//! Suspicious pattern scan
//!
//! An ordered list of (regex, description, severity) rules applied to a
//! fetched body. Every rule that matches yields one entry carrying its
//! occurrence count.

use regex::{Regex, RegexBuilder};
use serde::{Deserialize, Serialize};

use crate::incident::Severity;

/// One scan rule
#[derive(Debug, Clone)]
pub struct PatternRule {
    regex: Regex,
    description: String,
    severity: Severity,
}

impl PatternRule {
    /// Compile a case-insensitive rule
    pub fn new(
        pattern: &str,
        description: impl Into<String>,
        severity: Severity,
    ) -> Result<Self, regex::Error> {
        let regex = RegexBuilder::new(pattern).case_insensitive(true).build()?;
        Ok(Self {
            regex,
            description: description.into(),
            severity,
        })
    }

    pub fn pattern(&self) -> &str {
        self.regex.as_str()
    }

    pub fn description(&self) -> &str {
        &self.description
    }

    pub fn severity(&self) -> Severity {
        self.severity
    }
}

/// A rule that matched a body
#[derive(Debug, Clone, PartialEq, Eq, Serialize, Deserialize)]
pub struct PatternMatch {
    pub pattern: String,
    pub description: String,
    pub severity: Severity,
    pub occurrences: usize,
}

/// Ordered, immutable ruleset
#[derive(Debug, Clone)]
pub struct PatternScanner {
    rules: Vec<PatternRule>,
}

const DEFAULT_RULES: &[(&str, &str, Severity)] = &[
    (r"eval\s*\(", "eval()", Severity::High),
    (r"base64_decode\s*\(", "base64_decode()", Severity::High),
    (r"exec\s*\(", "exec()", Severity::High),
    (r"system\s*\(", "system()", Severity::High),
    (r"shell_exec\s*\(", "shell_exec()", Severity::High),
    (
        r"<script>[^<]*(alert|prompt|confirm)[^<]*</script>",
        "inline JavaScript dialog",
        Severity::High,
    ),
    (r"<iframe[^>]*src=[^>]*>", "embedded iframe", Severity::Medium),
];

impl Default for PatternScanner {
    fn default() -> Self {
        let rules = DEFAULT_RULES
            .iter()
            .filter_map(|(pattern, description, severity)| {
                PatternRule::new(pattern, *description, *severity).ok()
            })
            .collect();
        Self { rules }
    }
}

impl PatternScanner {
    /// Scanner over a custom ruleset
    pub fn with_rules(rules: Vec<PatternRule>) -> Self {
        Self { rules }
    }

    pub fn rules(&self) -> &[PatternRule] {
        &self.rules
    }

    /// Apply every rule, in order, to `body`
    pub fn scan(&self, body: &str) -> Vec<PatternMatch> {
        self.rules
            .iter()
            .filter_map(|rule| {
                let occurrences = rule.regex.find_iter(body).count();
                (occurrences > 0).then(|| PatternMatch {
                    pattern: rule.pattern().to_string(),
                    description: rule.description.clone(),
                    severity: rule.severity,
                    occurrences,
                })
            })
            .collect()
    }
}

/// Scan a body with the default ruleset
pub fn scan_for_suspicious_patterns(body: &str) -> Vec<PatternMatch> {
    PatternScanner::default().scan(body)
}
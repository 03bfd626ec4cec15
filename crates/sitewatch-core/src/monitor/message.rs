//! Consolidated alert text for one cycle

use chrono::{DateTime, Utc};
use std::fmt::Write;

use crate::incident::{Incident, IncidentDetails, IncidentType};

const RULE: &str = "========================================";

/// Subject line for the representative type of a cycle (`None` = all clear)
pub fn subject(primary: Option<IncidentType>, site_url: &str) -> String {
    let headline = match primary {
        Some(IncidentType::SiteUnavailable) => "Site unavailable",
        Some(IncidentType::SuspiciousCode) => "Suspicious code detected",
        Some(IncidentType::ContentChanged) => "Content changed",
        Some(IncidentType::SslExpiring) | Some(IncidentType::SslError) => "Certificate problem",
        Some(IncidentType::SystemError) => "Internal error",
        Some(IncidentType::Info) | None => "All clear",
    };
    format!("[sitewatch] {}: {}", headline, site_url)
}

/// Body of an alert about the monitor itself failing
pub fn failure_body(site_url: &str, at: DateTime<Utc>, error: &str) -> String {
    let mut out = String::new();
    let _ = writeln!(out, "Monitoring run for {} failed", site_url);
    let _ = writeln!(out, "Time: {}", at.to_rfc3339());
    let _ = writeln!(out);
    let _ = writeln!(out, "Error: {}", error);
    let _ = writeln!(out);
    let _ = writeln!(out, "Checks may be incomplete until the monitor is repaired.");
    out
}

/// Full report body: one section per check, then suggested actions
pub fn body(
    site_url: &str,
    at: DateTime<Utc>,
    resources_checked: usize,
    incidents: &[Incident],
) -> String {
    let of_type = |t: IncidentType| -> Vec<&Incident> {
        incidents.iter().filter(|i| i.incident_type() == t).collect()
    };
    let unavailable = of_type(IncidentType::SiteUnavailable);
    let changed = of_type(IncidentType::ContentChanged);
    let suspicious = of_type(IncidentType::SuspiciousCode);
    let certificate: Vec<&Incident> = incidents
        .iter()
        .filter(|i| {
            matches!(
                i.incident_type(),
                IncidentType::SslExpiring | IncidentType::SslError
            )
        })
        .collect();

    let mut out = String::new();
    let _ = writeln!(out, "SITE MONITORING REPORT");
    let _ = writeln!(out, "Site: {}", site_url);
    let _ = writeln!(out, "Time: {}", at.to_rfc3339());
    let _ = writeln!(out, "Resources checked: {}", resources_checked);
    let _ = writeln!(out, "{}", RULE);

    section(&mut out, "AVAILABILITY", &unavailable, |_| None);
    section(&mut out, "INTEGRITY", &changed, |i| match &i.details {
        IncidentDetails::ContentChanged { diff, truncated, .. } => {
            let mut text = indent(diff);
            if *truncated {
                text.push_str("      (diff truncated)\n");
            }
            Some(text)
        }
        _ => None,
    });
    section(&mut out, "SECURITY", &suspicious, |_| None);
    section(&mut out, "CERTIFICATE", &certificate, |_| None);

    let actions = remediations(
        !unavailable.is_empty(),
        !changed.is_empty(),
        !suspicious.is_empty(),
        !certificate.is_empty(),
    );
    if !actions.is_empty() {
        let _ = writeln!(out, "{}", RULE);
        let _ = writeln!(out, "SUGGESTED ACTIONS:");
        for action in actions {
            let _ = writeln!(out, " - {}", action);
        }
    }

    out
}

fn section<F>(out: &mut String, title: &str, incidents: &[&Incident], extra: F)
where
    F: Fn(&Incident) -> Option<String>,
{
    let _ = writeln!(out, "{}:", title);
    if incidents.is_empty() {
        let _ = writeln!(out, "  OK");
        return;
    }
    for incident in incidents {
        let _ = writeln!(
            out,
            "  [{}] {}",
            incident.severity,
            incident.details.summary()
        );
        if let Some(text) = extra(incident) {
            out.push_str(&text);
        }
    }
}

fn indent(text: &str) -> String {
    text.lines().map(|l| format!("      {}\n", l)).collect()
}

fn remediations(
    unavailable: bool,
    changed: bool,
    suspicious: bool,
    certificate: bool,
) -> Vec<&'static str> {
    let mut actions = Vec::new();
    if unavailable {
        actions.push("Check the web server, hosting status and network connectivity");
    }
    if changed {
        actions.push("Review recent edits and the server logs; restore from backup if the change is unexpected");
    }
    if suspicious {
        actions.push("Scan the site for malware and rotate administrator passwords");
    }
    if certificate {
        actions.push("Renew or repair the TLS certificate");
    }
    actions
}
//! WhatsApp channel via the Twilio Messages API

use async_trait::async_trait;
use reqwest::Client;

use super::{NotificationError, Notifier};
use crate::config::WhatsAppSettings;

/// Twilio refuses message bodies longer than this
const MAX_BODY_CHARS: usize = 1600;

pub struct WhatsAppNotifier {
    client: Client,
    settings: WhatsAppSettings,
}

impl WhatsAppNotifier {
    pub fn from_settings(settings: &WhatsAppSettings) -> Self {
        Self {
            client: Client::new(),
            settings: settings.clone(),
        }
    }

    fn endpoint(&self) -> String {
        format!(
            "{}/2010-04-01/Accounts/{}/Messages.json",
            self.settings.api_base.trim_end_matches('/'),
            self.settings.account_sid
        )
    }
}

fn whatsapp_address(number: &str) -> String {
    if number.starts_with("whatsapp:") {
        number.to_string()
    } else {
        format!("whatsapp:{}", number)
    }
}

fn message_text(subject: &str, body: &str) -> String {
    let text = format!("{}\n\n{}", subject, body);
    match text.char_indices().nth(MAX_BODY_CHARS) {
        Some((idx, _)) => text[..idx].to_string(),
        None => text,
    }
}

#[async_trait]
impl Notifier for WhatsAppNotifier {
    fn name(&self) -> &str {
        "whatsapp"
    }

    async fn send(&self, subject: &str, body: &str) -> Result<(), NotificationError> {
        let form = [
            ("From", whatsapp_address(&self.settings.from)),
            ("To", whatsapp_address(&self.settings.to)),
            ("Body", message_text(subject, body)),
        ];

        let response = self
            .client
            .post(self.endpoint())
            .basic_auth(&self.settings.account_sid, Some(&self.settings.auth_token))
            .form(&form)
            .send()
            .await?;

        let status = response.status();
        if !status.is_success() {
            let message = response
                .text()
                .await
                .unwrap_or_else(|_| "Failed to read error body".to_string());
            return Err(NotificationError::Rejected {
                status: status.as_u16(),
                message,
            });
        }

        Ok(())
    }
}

-------------------------

* [Required work]:
If a line of the data contains "High", copy it out.

* [Answer space]:
    (r"eval\s*\(", "eval()", Severity::High),
    (r"base64_decode\s*\(", "base64_decode()", Severity::High),
    (r"exec\s*\(", "exec()", Severity::High),
    (r"system\s*\(", "system()", Severity::High),
    (r"shell_exec\s*\(", "shell_exec()", Severity::High),
        Severity::High,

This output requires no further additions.